ARRIVALS: Director Jamie Travis Leaps From Shorts To Phone Sex With For A Good Time, Call...

For A Good Time Jamie Travis

Worlds collide in the raunchy comedy For A Good Time, Call..., the sweet and salty tale of two reluctant roommates (Ari Graynor and Lauren Anne Miller) tentatively building a friendship as they embark on a phone sex business venture together. It's a long-awaited starring vehicle for Graynor and Miller and a warmly funny offering in the current wave of raunchy R-rated female-driven comedies - and For A Good Time, Call... also marks the anticipated debut of shorts filmmaker Jamie Travis (The Patterns Trilogy, The Saddest Boy in the World), who here earns the distinction of inspiring Justin Long's performance in the film and getting to direct Kevin Smith jerking off in his feature debut.

All of the above may surprise those who've followed Travis's work over the past decade, during which time the Toronto-based filmmaker burst onto the film festival scene with award-winning, impeccably-crafted short films (highly recommended and viewable here) that dealt effectively in nostalgic sensibilities, a Wes Anderson-like mise en scene, and a stylistic formalism largely absent from his fast-talking lady comedy.

But after years of searching for the right project, Travis fell for the script by real life friends Miller and Katie Anne Naylon and subsequently launched into his first feature on an incredibly packed 16-day shooting schedule. After premiering at Sundance and debuting in limited release this weekend, For a Good Time, Call... expands to additional cities on September 7. "I honestly don’t know how to direct a movie unless I love it," Travis offered, looking back on the film. "I feel like that love needs to drive you, and without it what are you doing?"

I fell in love with your Patterns trilogy and your short films, so when I heard that you were directing For A Good Time, Call... I was very intrigued — I’d been wondering when we’d see a feature from you.
You must have been surprised that I was making what people will refer to as a “phone sex comedy!” It definitely wasn’t the kind of film I thought I was going to direct. I thought of myself as directing something I wrote myself because all of my short films, including the Patterns trilogy, are written from a personal place. So it was a great surprise when I read the script. Knowing it was a phone sex comedy, I didn’t know what to think. I was so pleasantly surprised by how sweet it is, and how it shows female friendship in a way I don’t think enough movies show. It took a vehicle like phone sex and hung female friendship on it in such a grounded way. I just loved it, so I couldn’t say no!

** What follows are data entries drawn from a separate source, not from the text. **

//! Value types exchanged between callers and policies.
//!
//! All enums travel over the wire as `SCREAMING_SNAKE_CASE` strings so the
//! JSON shape matches what the desktop client and the generation endpoint
//! produce.

use std::collections::BTreeMap;

use serde::{Deserialize, Serialize};

/// How proactive the companion may be.
#[derive(Debug, Clone, Copy, PartialEq, Eq, Hash, Serialize, Deserialize)]
#[serde(rename_all = "SCREAMING_SNAKE_CASE")]
pub enum Mode {
    Silent,
    Light,
    Active,
}

impl Mode {
    pub fn as_str(self) -> &'static str {
        match self {
            Mode::Silent => "SILENT",
            Mode::Light => "LIGHT",
            Mode::Active => "ACTIVE",
        }
    }

    /// One-line meaning of the mode, used in generated prompts.
    pub fn describe(self) -> &'static str {
        match self {
            Mode::Silent => "minimize disturbance",
            Mode::Light => "gentle reminders",
            Mode::Active => "proactive",
        }
    }
}

#[derive(Debug, Clone, Copy, PartialEq, Eq, Hash, Serialize, Deserialize)]
#[serde(rename_all = "SCREAMING_SNAKE_CASE")]
pub enum ActionType {
    DoNotDisturb,
    Encourage,
    TaskBreakdown,
    RestReminder,
    Reframe,
}

impl ActionType {
    pub const ALL: [ActionType; 5] = [
        ActionType::DoNotDisturb,
        ActionType::Encourage,
        ActionType::TaskBreakdown,
        ActionType::RestReminder,
        ActionType::Reframe,
    ];

    pub fn as_str(self) -> &'static str {
        match self {
            ActionType::DoNotDisturb => "DO_NOT_DISTURB",
            ActionType::Encourage => "ENCOURAGE",
            ActionType::TaskBreakdown => "TASK_BREAKDOWN",
            ActionType::RestReminder => "REST_REMINDER",
            ActionType::Reframe => "REFRAME",
        }
    }
}

#[derive(Debug, Clone, Copy, PartialEq, Eq, Hash, Serialize, Deserialize)]
#[serde(rename_all = "SCREAMING_SNAKE_CASE")]
pub enum RiskLevel {
    Low,
    Medium,
    High,
}

impl RiskLevel {
    pub fn as_str(self) -> &'static str {
        match self {
            RiskLevel::Low => "LOW",
            RiskLevel::Medium => "MEDIUM",
            RiskLevel::High => "HIGH",
        }
    }
}

/// Snapshot of the user's situation at decision time.
#[derive(Debug, Clone, PartialEq, Serialize, Deserialize)]
pub struct Context {
    pub mode: Mode,
    /// Free-form input, possibly empty.
    #[serde(default)]
    pub user_text: String,
    /// Milliseconds since the Unix epoch.
    #[serde(default)]
    pub timestamp: i64,
    /// Opaque focus signals such as `focus_app` or `focus_minutes`.
    #[serde(default)]
    pub signals: BTreeMap<String, String>,
    #[serde(default, skip_serializing_if = "Option::is_none")]
    pub profile_summary: Option<String>,
    #[serde(default, skip_serializing_if = "Option::is_none")]
    pub memory_summary: Option<String>,
}

impl Context {
    pub fn new(mode: Mode, user_text: impl Into<String>, timestamp: i64) -> Self {
        Self {
            mode,
            user_text: user_text.into(),
            timestamp,
            signals: BTreeMap::new(),
            profile_summary: None,
            memory_summary: None,
        }
    }

    pub fn with_signal(mut self, key: impl Into<String>, value: impl Into<String>) -> Self {
        self.signals.insert(key.into(), value.into());
        self
    }

    pub fn with_profile_summary(mut self, summary: impl Into<String>) -> Self {
        self.profile_summary = Some(summary.into());
        self
    }

    pub fn with_memory_summary(mut self, summary: impl Into<String>) -> Self {
        self.memory_summary = Some(summary.into());
        self
    }

    pub fn signal(&self, key: &str) -> Option<&str> {
        self.signals.get(key).map(String::as_str)
    }

    /// Profile summary, only if it carries text.
    pub fn profile(&self) -> Option<&str> {
        non_blank(self.profile_summary.as_deref())
    }

    /// Memory summary, only if it carries text.
    pub fn memory(&self) -> Option<&str> {
        non_blank(self.memory_summary.as_deref())
    }
}

fn non_blank(value: Option<&str>) -> Option<&str> {
    value.filter(|s| !s.trim().is_empty())
}

/// The recommended intervention.
#[derive(Debug, Clone, PartialEq, Serialize, Deserialize)]
pub struct Action {
    pub action_type: ActionType,
    pub message: String,
    pub confidence: f64,
    /// Interruption cost.
    pub cost: f64,
    pub risk_level: RiskLevel,
}

impl Action {
    pub fn new(
        action_type: ActionType,
        message: impl Into<String>,
        confidence: f64,
        cost: f64,
        risk_level: RiskLevel,
    ) -> Self {
        Self {
            action_type,
            message: message.into(),
            confidence,
            cost,
            risk_level,
        }
    }

    /// True when both scores are finite and inside `[0, 1]`.
    pub fn is_well_formed(&self) -> bool {
        is_unit(self.confidence) && is_unit(self.cost)
    }
}

pub(crate) fn is_unit(value: f64) -> bool {
    value.is_finite() && (0.0..=1.0).contains(&value)
}

/// An action together with the identifiers of what produced it.
#[derive(Debug, Clone, PartialEq, Serialize, Deserialize)]
pub struct Decision {
    pub action: Action,
    pub policy_version: String,
    pub model_id: String,
}

impl Decision {
    pub fn new(
        action: Action,
        policy_version: impl Into<String>,
        model_id: impl Into<String>,
    ) -> Self {
        Self {
            action,
            policy_version: policy_version.into(),
            model_id: model_id.into(),
        }
    }
}
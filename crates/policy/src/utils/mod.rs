/// Append-only feedback log.
pub mod feedback_log;
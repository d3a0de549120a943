use async_trait::async_trait;
use chrono::Utc;

use wab_core::{
    domain::SessionId,
    session_store::{SessionBlob, SessionDocument, SessionStore, StoreResult},
};

use crate::{doc_id, FirestoreClient};

/// One `{session, lastUpdated}` document per session id.
#[derive(Clone)]
pub struct FirestoreSessionStore {
    client: FirestoreClient,
    collection: String,
}

impl FirestoreSessionStore {
    pub fn new(client: FirestoreClient, collection: impl Into<String>) -> Self {
        Self {
            client,
            collection: collection.into(),
        }
    }

    fn path(&self, session_id: &SessionId) -> String {
        format!("{}/{}", self.collection, doc_id(session_id.as_str()))
    }

    async fn document(&self, session_id: &SessionId) -> StoreResult<Option<SessionDocument>> {
        Ok(self.client.get(&self.path(session_id)).await?)
    }
}

#[async_trait]
impl SessionStore for FirestoreSessionStore {
    fn backend(&self) -> &'static str {
        "firestore"
    }

    async fn exists(&self, session_id: &SessionId) -> StoreResult<bool> {
        Ok(self.document(session_id).await?.is_some())
    }

    async fn extract(&self, session_id: &SessionId) -> StoreResult<Option<SessionBlob>> {
        let Some(doc) = self.document(session_id).await? else {
            return Ok(None);
        };
        let record = doc.into_record(session_id)?;
        Ok(Some(record.blob))
    }

    async fn store(&self, session_id: &SessionId, blob: &SessionBlob) -> StoreResult<()> {
        let doc = SessionDocument::new(blob, Utc::now());
        Ok(self.client.set(&self.path(session_id), &doc).await?)
    }

    async fn delete(&self, session_id: &SessionId) -> StoreResult<()> {
        Ok(self.client.delete(&self.path(session_id)).await?)
    }
}
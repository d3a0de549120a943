//! Conversion between plain JSON and Firestore's typed value encoding.
//!
//! Firestore REST documents look like
//! `{ "fields": { "name": { "stringValue": "x" }, "n": { "integerValue": "3" } } }`.

use serde_json::{json, Map, Value};

/// Encode one JSON value as a Firestore `Value`.
pub fn encode(v: &Value) -> Value {
    match v {
        Value::Null => json!({ "nullValue": null }),
        Value::Bool(b) => json!({ "booleanValue": b }),
        Value::Number(n) => match n.as_i64() {
            // int64 travels as a decimal string
            Some(i) => json!({ "integerValue": i.to_string() }),
            None => json!({ "doubleValue": n.as_f64().unwrap_or_default() }),
        },
        Value::String(s) => json!({ "stringValue": s }),
        Value::Array(items) => {
            json!({ "arrayValue": { "values": items.iter().map(encode).collect::<Vec<_>>() } })
        }
        Value::Object(map) => json!({ "mapValue": { "fields": encode_fields(map) } }),
    }
}

/// Encode a JSON object as a document `fields` map.
pub fn encode_fields(map: &Map<String, Value>) -> Map<String, Value> {
    map.iter().map(|(k, v)| (k.clone(), encode(v))).collect()
}

/// Decode a Firestore `Value`. Unknown or malformed encodings become `null`.
pub fn decode(v: &Value) -> Value {
    let Some((kind, inner)) = v.as_object().and_then(|o| o.iter().next()) else {
        return Value::Null;
    };
    match kind.as_str() {
        "nullValue" => Value::Null,
        "booleanValue" => Value::Bool(inner.as_bool().unwrap_or_default()),
        "integerValue" => inner
            .as_str()
            .and_then(|s| s.parse::<i64>().ok())
            .or_else(|| inner.as_i64())
            .map(Value::from)
            .unwrap_or(Value::Null),
        "doubleValue" => inner.as_f64().map(Value::from).unwrap_or(Value::Null),
        "stringValue" | "timestampValue" | "referenceValue" | "bytesValue" => inner.clone(),
        "arrayValue" => Value::Array(
            inner
                .get("values")
                .and_then(Value::as_array)
                .map(|vals| vals.iter().map(decode).collect())
                .unwrap_or_default(),
        ),
        "mapValue" => Value::Object(
            inner
                .get("fields")
                .and_then(Value::as_object)
                .map(decode_fields)
                .unwrap_or_default(),
        ),
        _ => Value::Null,
    }
}

pub fn decode_fields(fields: &Map<String, Value>) -> Map<String, Value> {
    fields.iter().map(|(k, v)| (k.clone(), decode(v))).collect()
}

#[cfg(test)]
mod tests {
    use super::*;

    #[test]
    fn encodes_nested_documents() {
        let doc = json!({
            "enabled": true,
            "count": 3,
            "ratio": 0.5,
            "name": "Turnos",
            "tags": ["a"],
            "inner": { "x": null }
        });
        let fields = encode_fields(doc.as_object().unwrap());
        assert_eq!(fields["enabled"], json!({ "booleanValue": true }));
        assert_eq!(fields["count"], json!({ "integerValue": "3" }));
        assert_eq!(fields["ratio"], json!({ "doubleValue": 0.5 }));
        assert_eq!(fields["name"], json!({ "stringValue": "Turnos" }));
        assert_eq!(
            fields["tags"],
            json!({ "arrayValue": { "values": [{ "stringValue": "a" }] } })
        );
        assert_eq!(
            fields["inner"],
            json!({ "mapValue": { "fields": { "x": { "nullValue": null } } } })
        );
        assert_eq!(Value::Object(decode_fields(&fields)), doc);
    }

    #[test]
    fn decodes_console_written_values() {
        // Documents edited in the console carry timestamps and empty arrays.
        let fields = json!({
            "autoSendTime": { "stringValue": "08:30" },
            "updatedAt": { "timestampValue": "2025-03-10T08:00:00Z" },
            "groups": { "arrayValue": {} },
            "weird": { "geoPointValue": { "latitude": 1 } }
        });
        let decoded = decode_fields(fields.as_object().unwrap());
        assert_eq!(decoded["autoSendTime"], json!("08:30"));
        assert_eq!(decoded["updatedAt"], json!("2025-03-10T08:00:00Z"));
        assert_eq!(decoded["groups"], json!([]));
        assert_eq!(decoded["weird"], Value::Null);
    }
}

You must have been reading a lot of scripts over the years.
Yeah – I had been reading so many scripts, and had gotten a lot of interest from American agents and eventually signed with WME, all from my films being at the Toronto Film Festival and Sundance. And I found that in particular it was The Saddest Boy in the World that people could see how I could kind of go in a commercial direction from that. The Patterns Trilogy is pretty out there; I feel like that’s for a very specific kind of audience, which apparently is you, Jen Yamato.

It is!
But it’s funny, I had been reading scripts for five or six years and hadn’t taken a meeting on anything. There was nothing I was interested in, I was growing increasingly skeptical that I was ever going to direct someone else’s script, and then I read this one and fell in love with it. It was just so funny to me, it bounced off the page in a way that I hadn’t experienced reading other people’s scripts. I immediately knew that I was the right person to direct it. I felt like I got it, and I also could see a really bad version of the movie in the hands of the wrong person who didn’t really get it, and I felt like I got it. I immediately connected it to these great ‘80s movies with Bette Midler and Goldie Hawn — Outrageous Fortune is a particular favorite of mine — and I loved that there’s a fine line of groundedness and also camp, a full-on female spirit.

There’s a tricky tone to nail here. It’s a very sweet story about friendship between women, but it’s also raunchy, and that so much better reflects what real women are like than historically most movies about or for women have been.
I mainly spend my time with girls — or more correctly, women — and my girlfriends talk dirty! They are brutally honest. And you’re right, I never see that in movies in a way that feels authentic to me. This script was written by two best friends, Lauren Miller and Katie Naylon, and they put so much of themselves into this script. You could really feel that, and it informed the whole project that it was loosely based on their real relationship.

There’s this great quote from you, where the story goes that as you were lobbying for the directing job, you told Katie and Lauren, “You cannot let a straight man direct this movie.”
[Laughs] I mean, certainly there are other people who could have directed this movie, I’m sure. But I did feel that as a gay man, and I don’t want to speak for all gay men, I have a certain reverence for women that is completely uncomplicated by sexuality or sexual tension. And I felt like that’s the spirit the film needed. It’s funny, because all the girls in this film — Ari, Lauren, and Katie, the writer — they all have their gay BFFs, and I felt like that perspective of reverence for women and for the kind of truthful aspects of female relationships — and I feel like I really get female relationships — I feel like a lot of that access comes because I am a gay man.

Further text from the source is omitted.